エビデンスの限界: ここまで見てきたように、ゾルピデムと認知症リスクに関する知見の多くは観察研究による関連性の報告です。観察研究ではどうしても因果関係の推定に限界があり、完全に他の要因の影響を除去することは困難です。また、認知症発症までには長い年月がかかるため、10年程度の追跡では結論を出しにくいという課題もあります。

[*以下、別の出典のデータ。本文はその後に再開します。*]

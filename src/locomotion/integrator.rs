//! Velocity integration: gravity, jump and anti-bump on the vertical axis,
//! camera-relative acceleration, drag and speed caps on the horizontal plane.

use bevy::prelude::*;

use crate::locomotion::math::{flatten, horizontal, slope_angle};
use crate::locomotion::resources::{InputSnapshot, MovementTuning, VerticalTuning};
use crate::locomotion::state::{KinematicState, MovementState};

/// Camera basis vectors from the actively rendering viewpoint.
#[derive(Debug, Clone, Copy, PartialEq)]
pub struct CameraBasis {
    pub forward: Vec3,
    pub right: Vec3,
}

impl Default for CameraBasis {
    fn default() -> Self {
        Self {
            forward: Vec3::NEG_Z,
            right: Vec3::X,
        }
    }
}

impl CameraBasis {
    /// Horizontal, unit-length forward and right. Pitch never contributes.
    ///
    /// A camera looking straight up or down has no horizontal forward; it is
    /// then rebuilt from the flattened right vector, and from the defaults if
    /// that is degenerate too.
    pub fn flattened(&self) -> (Vec3, Vec3) {
        let right = flatten(self.right);
        let forward = flatten(self.forward).or_else(|| right.map(|r| Vec3::Y.cross(r)));
        let right = right.or_else(|| forward.map(|f| f.cross(Vec3::Y)));
        (forward.unwrap_or(Vec3::NEG_Z), right.unwrap_or(Vec3::X))
    }

    /// World-plane movement direction for a movement axis.
    pub fn movement_direction(&self, axis: Vec2) -> Vec3 {
        let (forward, right) = self.flattened();
        right * axis.x + forward * axis.y
    }
}

/// Acceleration and speed cap for a state. Airborne states share one set.
pub fn acceleration_and_cap(state: MovementState, tuning: &MovementTuning) -> (f32, f32) {
    match state {
        MovementState::Jumping | MovementState::Falling => {
            (tuning.in_air_acceleration, tuning.sprint_speed)
        }
        MovementState::Walking => (tuning.walk_acceleration, tuning.walk_speed),
        MovementState::Sprinting => (tuning.sprint_acceleration, tuning.sprint_speed),
        MovementState::Running | MovementState::Idling => {
            (tuning.run_acceleration, tuning.run_speed)
        }
    }
}

/// Subtract `drag * dt` from the magnitude, landing on exactly zero instead
/// of reversing direction.
pub fn apply_drag(velocity: Vec3, drag: f32, dt: f32) -> Vec3 {
    let reduction = drag * dt;
    let speed = velocity.length();
    if speed > reduction {
        velocity - velocity / speed * reduction
    } else {
        Vec3::ZERO
    }
}

/// Deflect a falling velocity along a surface too steep to stand on.
pub fn deflect_off_steep_surface(
    velocity: Vec3,
    normal: Vec3,
    slope_limit: f32,
    vertical_velocity: f32,
) -> Vec3 {
    if slope_angle(normal) > slope_limit && vertical_velocity < 0.0 {
        velocity.reject_from_normalized(normal)
    } else {
        velocity
    }
}

impl KinematicState {
    /// Integrate the vertical axis and return the new vertical velocity.
    ///
    /// `grounded` is membership of the current state in the ground-state
    /// group; the leave-ground edge compares against `previous_state`'s
    /// membership so the anti-bump bias is returned exactly once.
    pub fn integrate_vertical(
        &mut self,
        input: &InputSnapshot,
        grounded: bool,
        previous_state: MovementState,
        tuning: &VerticalTuning,
        dt: f32,
    ) -> f32 {
        let mut v = self.vertical_velocity - tuning.gravity * dt;

        if grounded && v < 0.0 {
            v = -tuning.anti_bump;
        }

        if input.jump_pressed && grounded {
            v += tuning.jump_impulse();
            self.jumped_last_frame = true;
            debug!("Jump: vertical velocity {:.2}", v);
        }

        if previous_state.is_grounded() && !grounded {
            v += tuning.anti_bump;
            debug!("Left ground: anti-bump returned, vertical velocity {:.2}", v);
        }

        self.vertical_velocity = v.clamp(-tuning.terminal_velocity, tuning.terminal_velocity);
        self.vertical_velocity
    }

    /// Integrate the horizontal plane and return the full velocity to apply.
    ///
    /// `previous_velocity` is the body's resolved velocity; only its
    /// horizontal part is carried. `steep_normal` is the re-probed surface
    /// normal, consulted only while airborne.
    #[allow(clippy::too_many_arguments)]
    pub fn integrate_horizontal(
        &mut self,
        state: MovementState,
        camera: CameraBasis,
        input: &InputSnapshot,
        previous_velocity: Vec3,
        steep_normal: Option<(Vec3, f32)>,
        tuning: &MovementTuning,
        dt: f32,
    ) -> Vec3 {
        let grounded = state.is_grounded();
        let (acceleration, cap) = acceleration_and_cap(state, tuning);
        let direction = camera.movement_direction(input.movement);

        let mut planar = horizontal(previous_velocity) + direction * acceleration * dt;
        let drag = if grounded {
            tuning.drag
        } else {
            tuning.in_air_drag
        };
        planar = apply_drag(planar, drag, dt).clamp_length_max(cap);
        self.horizontal_velocity = planar;

        let velocity = planar + Vec3::Y * self.vertical_velocity;
        match steep_normal {
            Some((normal, slope_limit)) if !grounded => {
                deflect_off_steep_surface(velocity, normal, slope_limit, self.vertical_velocity)
            }
            _ => velocity,
        }
    }
}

現時点でランダム化比較試験(RCT)のような手法で長期的影響を調べた研究は存在しません。倫理的にも認知症リスクを目的に長期間薬剤投与を続けるRCTは難しいでしょう。このため、我々は「関連はあるが因果関係は未確立」という立場を取るのが適切です。実際、臨床の専門家の中には「適切にゾルピデムを使って睡眠を確保するメリットは、仮説上のリスクを上回る」と指摘する声もあります。

 

「高齢患者にゾルピデムを適切に使用しても認知症を引き起こすという懸念は持っていないし、十分な睡眠を取ることの利益の方が大きい」とする専門医も多くいます​。このように専門家間でも見解は分かれており、決して「ゾルピデム=将来必ず認知症になる」というような単純な話ではないことに注意が必要です。